PROBLEM REQUIREMENTS: Your output should repeat each record below with no differences.

Saved data entries:
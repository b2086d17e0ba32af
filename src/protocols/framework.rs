use alloy::primitives::B256;
use async_trait::async_trait;
use thiserror::Error;

use crate::chain::{ChainClient, ChainError, WalletIdentity};

/// 单腿执行时适配器可见的上下文。钱包可能缺席（空闲 UI 触发），
/// 适配器必须对此给出描述性错误而不是 panic。
pub struct LegContext<'a> {
    pub wallet: Option<&'a WalletIdentity>,
    pub client: &'a dyn ChainClient,
}

impl<'a> LegContext<'a> {
    /// 取出钱包，缺席时返回带场馆名的错误。
    pub fn require_wallet(&self, venue: &'static str) -> Result<&'a WalletIdentity, AdapterError> {
        self.wallet.ok_or(AdapterError::MissingSigner { venue })
    }
}

/// 每个收益/兑换场馆一个适配器，统一暴露
/// `supply(签名者, 链客户端, 最小单位金额) -> 交易哈希`。
///
/// 合约地址与目标链在构造时静态固定；内部的授权子步骤必须
/// 等到授权交易被打包后才能提交存入交易。
#[async_trait]
pub trait ProtocolAdapter: Send + Sync {
    fn venue(&self) -> &'static str;

    async fn supply(&self, ctx: &LegContext<'_>, amount_minor: u64) -> Result<B256, AdapterError>;
}

#[derive(Debug, Error)]
pub enum AdapterError {
    #[error("缺少签名者，无法执行 {venue} 存入")]
    MissingSigner { venue: &'static str },
    #[error("{venue} 授权交易 {tx} 在链上回滚")]
    ApprovalReverted { venue: &'static str, tx: B256 },
    #[error("{venue} 存入交易 {tx} 在链上回滚")]
    SupplyReverted { venue: &'static str, tx: B256 },
    #[error("中继端点返回非成功状态 {status}: {message}")]
    Relay { status: String, message: String },
    #[error("中继请求失败: {0}")]
    RelayTransport(#[from] reqwest::Error),
    #[error("中继响应格式不符合预期: {0}")]
    RelaySchema(String),
    #[error(transparent)]
    Chain(#[from] ChainError),
}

TASK RESPONSE:
repository b2086d17e0ba32af
filename src/protocols/framework.rs
use alloy::primitives::B256;
use async_trait::async_trait;
use thiserror::Error;

use crate::chain::{ChainClient, ChainError, WalletIdentity};

/// 单腿执行时适配器可见的上下文。钱包可能缺席（空闲 UI 触发），
/// 适配器必须对此给出描述性错误而不是 panic。
pub struct LegContext<'a> {
    pub wallet: Option<&'a WalletIdentity>,
    pub client: &'a dyn ChainClient,
}

impl<'a> LegContext<'a> {
    /// 取出钱包，缺席时返回带场馆名的错误。
    pub fn require_wallet(&self, venue: &'static str) -> Result<&'a WalletIdentity, AdapterError> {
        self.wallet.ok_or(AdapterError::MissingSigner { venue })
    }
}

/// 每个收益/兑换场馆一个适配器，统一暴露
/// `supply(签名者, 链客户端, 最小单位金额) -> 交易哈希`。
///
/// 合约地址与目标链在构造时静态固定；内部的授权子步骤必须
/// 等到授权交易被打包后才能提交存入交易。
#[async_trait]
pub trait ProtocolAdapter: Send + Sync {
    fn venue(&self) -> &'static str;

    async fn supply(&self, ctx: &LegContext<'_>, amount_minor: u64) -> Result<B256, AdapterError>;
}

#[derive(Debug, Error)]
pub enum AdapterError {
    #[error("缺少签名者，无法执行 {venue} 存入")]
    MissingSigner { venue: &'static str },
    #[error("{venue} 授权交易 {tx} 在链上回滚")]
    ApprovalReverted { venue: &'static str, tx: B256 },
    #[error("{venue} 存入交易 {tx} 在链上回滚")]
    SupplyReverted { venue: &'static str, tx: B256 },
    #[error("中继端点返回非成功状态 {status}: {message}")]
    Relay { status: String, message: String },
    #[error("中继请求失败: {0}")]
    RelayTransport(#[from] reqwest::Error),
    #[error("中继响应格式不符合预期: {0}")]
    RelaySchema(String),
    #[error(transparent)]
    Chain(#[from] ChainError),
}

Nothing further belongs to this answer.